Un sursis pour les Algonquins de Lac-Barrière

Les Algonquins de Lac-Barrière, dans le parc de La Vérendrye, avaient érigé cette semaine un campement aux abords du site où devaient avoir lieu les premiers travaux d'exploration.
Photo: Émile Duchesne Les Algonquins de Lac-Barrière, dans le parc de La Vérendrye, avaient érigé cette semaine un campement aux abords du site où devaient avoir lieu les premiers travaux d'exploration.

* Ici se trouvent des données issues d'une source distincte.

use std::{sync::Arc, time::Duration};

use crates::domain::repositories::invites::{InviteError, InviteRepository};
use tokio::{
    sync::watch,
    task::JoinHandle,
    time::MissedTickBehavior,
};
use tracing::{debug, info, warn};

use crate::usecases::invite_acceptance::InviteView;

/// Running poll for one invite. Dropping the handle stops the poll.
pub struct PollHandle {
    receiver: watch::Receiver<InviteView>,
    task: JoinHandle<()>,
}

impl PollHandle {
    pub fn current(&self) -> InviteView {
        self.receiver.borrow().clone()
    }

    pub fn subscribe(&self) -> watch::Receiver<InviteView> {
        self.receiver.clone()
    }

    /// Resolves with the first terminal view, or the last published one if the poll was cancelled.
    pub async fn wait_for_terminal(&mut self) -> InviteView {
        let reached = self
            .receiver
            .wait_for(InviteView::is_terminal)
            .await
            .map(|view| view.clone());
        reached.unwrap_or_else(|_| self.receiver.borrow().clone())
    }

    pub fn cancel(&self) {
        self.task.abort();
    }

    pub fn is_finished(&self) -> bool {
        self.task.is_finished()
    }
}

impl Drop for PollHandle {
    fn drop(&mut self) {
        self.task.abort();
    }
}

pub(crate) fn spawn_poller(
    invite_repository: Arc<dyn InviteRepository + Send + Sync>,
    token: String,
    interval: Duration,
    initial: InviteView,
) -> PollHandle {
    let (sender, receiver) = watch::channel(initial.clone());
    let task = tokio::spawn(poll_until_terminal(
        invite_repository,
        token,
        interval,
        initial,
        sender,
    ));

    PollHandle { receiver, task }
}

async fn poll_until_terminal(
    invite_repository: Arc<dyn InviteRepository + Send + Sync>,
    token: String,
    interval: Duration,
    initial: InviteView,
    sender: watch::Sender<InviteView>,
) {
    if initial.is_terminal() {
        return;
    }
    info!(interval_ms = interval.as_millis() as u64, "invite_polling: started");

    let mut ticker = tokio::time::interval(interval);
    ticker.set_missed_tick_behavior(MissedTickBehavior::Delay);
    // The first tick fires immediately; the initial view already covers it.
    ticker.tick().await;

    let mut current = initial;
    loop {
        ticker.tick().await;

        let fetched = match invite_repository.find_by_token(&token).await {
            Ok(invite) => InviteView::from_invite(invite),
            Err(err @ (InviteError::NotFound | InviteError::Expired)) => InviteView::from_error(&err),
            Err(err) => {
                warn!(error = %err, "invite_polling: poll failed, retrying on next tick");
                continue;
            }
        };

        let Some(next) = advance(&current, fetched) else {
            continue;
        };

        debug!(status = ?next.status(), "invite_polling: view changed");
        current = next.clone();
        if sender.send(next).is_err() {
            debug!("invite_polling: no listeners left");
            break;
        }

        if current.is_terminal() {
            info!(status = ?current.status(), "invite_polling: reached terminal state");
            break;
        }
    }
}

/// Decides what to publish after a poll. `None` keeps the current view.
fn advance(current: &InviteView, fetched: InviteView) -> Option<InviteView> {
    // An unreadable record says nothing about progress; keep what is on screen.
    if let InviteView::Failed(message) = &fetched {
        warn!(message = %message, "invite_polling: unreadable invite, retrying on next tick");
        return None;
    }

    if let (Some(from), Some(to)) = (current.status(), fetched.status()) {
        if from.is_regression_to(to) {
            warn!(from = %from, to = %to, "invite_polling: ignoring status regression");
            return None;
        }
    }

    // A poll without the PIX payload must not wipe the one already on screen.
    let next = match (current, fetched) {
        (
            InviteView::Accepted {
                qr_payload: Some(known),
            },
            InviteView::Accepted { qr_payload: None },
        ) => InviteView::Accepted {
            qr_payload: Some(known.clone()),
        },
        (_, fetched) => fetched,
    };

    if &next == current { None } else { Some(next) }
}

#[cfg(test)]
mod tests {
    use super::*;
    use crates::domain::{
        entities::invites::InviteEntity, repositories::invites::MockInviteRepository,
        value_objects::enums::invite_statuses::InviteStatus,
    };
    use std::sync::atomic::{AtomicUsize, Ordering};

    const TICK: Duration = Duration::from_millis(10);
    const PAYLOAD: &str = "00020126580014br.gov.bcb.pix0136test-payload";

    fn invite(status: InviteStatus, qr_payload: Option<&str>) -> InviteEntity {
        InviteEntity {
            client_name: "Ana".to_string(),
            invite_status: status,
            qr_payload: qr_payload.map(str::to_string),
            ..InviteEntity::default()
        }
    }

    fn accepted_view() -> InviteView {
        InviteView::Accepted {
            qr_payload: Some(PAYLOAD.to_string()),
        }
    }

    /// Mock that answers with `responses` in order, repeating the last one.
    fn scripted(responses: Vec<fn() -> Result<InviteEntity, InviteError>>) -> MockInviteRepository {
        let calls = Arc::new(AtomicUsize::new(0));
        let mut repo = MockInviteRepository::new();
        repo.expect_find_by_token().returning(move |_| {
            let call = calls.fetch_add(1, Ordering::SeqCst);
            let respond = responses[call.min(responses.len() - 1)];
            respond()
        });
        repo
    }

    async fn finish(handle: &mut PollHandle) -> InviteView {
        tokio::time::timeout(Duration::from_secs(5), handle.wait_for_terminal())
            .await
            .expect("poll did not reach a terminal view")
    }

    #[tokio::test]
    async fn accepted_then_active_ends_in_success() {
        let repo = scripted(vec![
            || Ok(invite(InviteStatus::Accepted, Some(PAYLOAD))),
            || Ok(invite(InviteStatus::Active, None)),
        ]);

        let mut handle = spawn_poller(Arc::new(repo), "tok".to_string(), TICK, accepted_view());
        assert_eq!(handle.current(), accepted_view());

        let view = finish(&mut handle).await;
        assert_eq!(
            view,
            InviteView::Active {
                client_name: "Ana".to_string()
            }
        );

        tokio::time::sleep(TICK * 3).await;
        assert!(handle.is_finished());
    }

    #[tokio::test]
    async fn regressions_and_failures_are_skipped() {
        let repo = scripted(vec![
            || Ok(invite(InviteStatus::Invited, None)),
            || {
                Err(InviteError::UnexpectedStatus {
                    status: 503,
                    message: "unavailable".to_string(),
                })
            },
            || Ok(invite(InviteStatus::Accepted, None)),
            || Ok(invite(InviteStatus::Active, None)),
        ]);

        let mut handle = spawn_poller(Arc::new(repo), "tok".to_string(), TICK, accepted_view());
        let view = finish(&mut handle).await;
        assert!(matches!(view, InviteView::Active { .. }));
    }

    #[tokio::test]
    async fn expiry_while_waiting_is_terminal() {
        let repo = scripted(vec![|| Err(InviteError::Expired)]);

        let mut handle = spawn_poller(Arc::new(repo), "tok".to_string(), TICK, accepted_view());
        assert_eq!(finish(&mut handle).await, InviteView::Expired);
    }

    #[tokio::test]
    async fn terminal_initial_view_never_polls() {
        let mut repo = MockInviteRepository::new();
        repo.expect_find_by_token().never();

        let initial = InviteView::Active {
            client_name: "Ana".to_string(),
        };
        let mut handle = spawn_poller(Arc::new(repo), "tok".to_string(), TICK, initial.clone());
        assert_eq!(finish(&mut handle).await, initial);
    }

    #[tokio::test]
    async fn cancelled_poll_stops_fetching() {
        let calls = Arc::new(AtomicUsize::new(0));
        let counter = Arc::clone(&calls);
        let mut repo = MockInviteRepository::new();
        repo.expect_find_by_token().returning(move |_| {
            counter.fetch_add(1, Ordering::SeqCst);
            Ok(invite(InviteStatus::Accepted, Some(PAYLOAD)))
        });

        let handle = spawn_poller(Arc::new(repo), "tok".to_string(), TICK, accepted_view());
        tokio::time::sleep(TICK * 5).await;
        handle.cancel();
        tokio::time::sleep(TICK * 2).await;

        let seen = calls.load(Ordering::SeqCst);
        tokio::time::sleep(TICK * 5).await;
        assert_eq!(calls.load(Ordering::SeqCst), seen);
        assert!(handle.is_finished());
        assert_eq!(handle.current(), accepted_view());
    }

    #[test]
    fn backwards_moves_are_not_published() {
        assert_eq!(
            advance(&accepted_view(), InviteView::Invited(InviteEntity::default())),
            None
        );
        assert_eq!(advance(&accepted_view(), accepted_view()), None);
        assert_eq!(
            advance(&accepted_view(), InviteView::Unavailable(InviteStatus::Cancelled)),
            Some(InviteView::Unavailable(InviteStatus::Cancelled))
        );
    }

    #[test]
    fn unreadable_status_does_not_open_a_regression() {
        let unknown = InviteView::from_invite(invite(InviteStatus::Unknown, None));
        assert_eq!(advance(&accepted_view(), unknown), None);

        let invited = InviteView::from_invite(invite(InviteStatus::Invited, None));
        assert_eq!(advance(&accepted_view(), invited), None);

        let active = InviteView::from_invite(invite(InviteStatus::Active, None));
        assert_eq!(
            advance(&accepted_view(), active),
            Some(InviteView::Active {
                client_name: "Ana".to_string()
            })
        );
    }

    #[tokio::test]
    async fn unknown_status_keeps_the_payload_on_screen() {
        let repo = scripted(vec![
            || Ok(invite(InviteStatus::Unknown, None)),
            || Ok(invite(InviteStatus::Invited, None)),
            || Ok(invite(InviteStatus::Accepted, None)),
            || Ok(invite(InviteStatus::Active, None)),
        ]);

        let mut handle = spawn_poller(Arc::new(repo), "tok".to_string(), TICK, accepted_view());
        let mut updates = handle.subscribe();
        let mut seen = Vec::new();
        let view = tokio::time::timeout(Duration::from_secs(5), async {
            loop {
                if updates.changed().await.is_err() {
                    break updates.borrow().clone();
                }
                let view = updates.borrow_and_update().clone();
                seen.push(view.clone());
                if view.is_terminal() {
                    break view;
                }
            }
        })
        .await
        .expect("poll did not reach a terminal view");

        assert!(matches!(view, InviteView::Active { .. }));
        assert!(
            seen.iter()
                .all(|v| matches!(v, InviteView::Active { .. })),
            "unexpected intermediate views: {seen:?}"
        );
        assert!(matches!(finish(&mut handle).await, InviteView::Active { .. }));
    }

    #[test]
    fn payload_survives_polls_without_it() {
        let fetched = InviteView::Accepted { qr_payload: None };
        assert_eq!(advance(&accepted_view(), fetched), None);

        let from_invited = InviteView::Accepted { qr_payload: None };
        assert_eq!(
            advance(&InviteView::Invited(InviteEntity::default()), from_invited.clone()),
            Some(from_invited)
        );
    }
}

La communauté algonquine de Lac-Barrière, dans la région de l’Outaouais, peut respirer : le ministère de l’Énergie et des Ressources naturelles a suspendu le claim minier de la compagnie Copper One inc. portant sur son territoire, comme Québec l’a confirmé jeudi par voie de communiqué, reportant ainsi de possibles travaux d’exploration minière.

 

Cette annonce est survenue quelques heures après la tenue d’une conférence de presse de représentants autochtones, fortement opposés au projet de développement de la minière. Les Algonquins de Lac-Barrière, dans le parc de La Vérendrye, avaient érigé cette semaine un campement aux abords du site où devaient avoir lieu les premiers travaux d’exploration. La communauté avait aussi organisé des patrouilles en motoneige sur le site du claim et avait émis clairement son intention d’obstruer les travaux : « Nous n’avons pas été consultés et n’avons pas consenti à ce projet. S’il le faut, nous bloquerons physiquement la machinerie de Copper One », avait annoncé jeudi matin Tony Wawatie, directeur général du conseil de bande de Lac-Barrière. La communauté menaçait aussi de quitter la table de négociation territoriale bilatérale avec Québec si jamais le projet de mine venait à être mis en oeuvre.

 

Québec s’appuie sur l’article 63 de la Loi sur les mines pour suspendre le claim minier en soutenant que Copper One Inc. était « empêché d’exécuter les travaux prescrits ». La compagnie aura 15 jours pour rendre ses commentaires au ministère quant à la suspension de leur claim.

 

En matinée jeudi, la communauté algonquine s’était prononcée en faveur d’une refonte de la Loi sur les mines afin que celle-ci prévoie une obligation de consulter dès le départ les nations autochtones touchées par un projet minier. Québec dit travailler sur une politique encadrant les mécanismes de consultation des premières nations dans le cadre de projets miniers.

 

Rappelons que ce n’est pas la première fois que Lac-Barrière exprime son opposition au projet de Copper One Inc. En 2011, le claim de la compagnie avait été suspendu par le gouvernement du Québec à la demande des Algonquins. À l’été 2016, après des pressions de Copper One, menaçant de faire faillite, le gouvernement du Québec a réactivé le claim de la compagnie, ce qui avait réanimé les craintes des habitants de Lac-Barrière. Copper One Inc. ne nous a pas rappelés.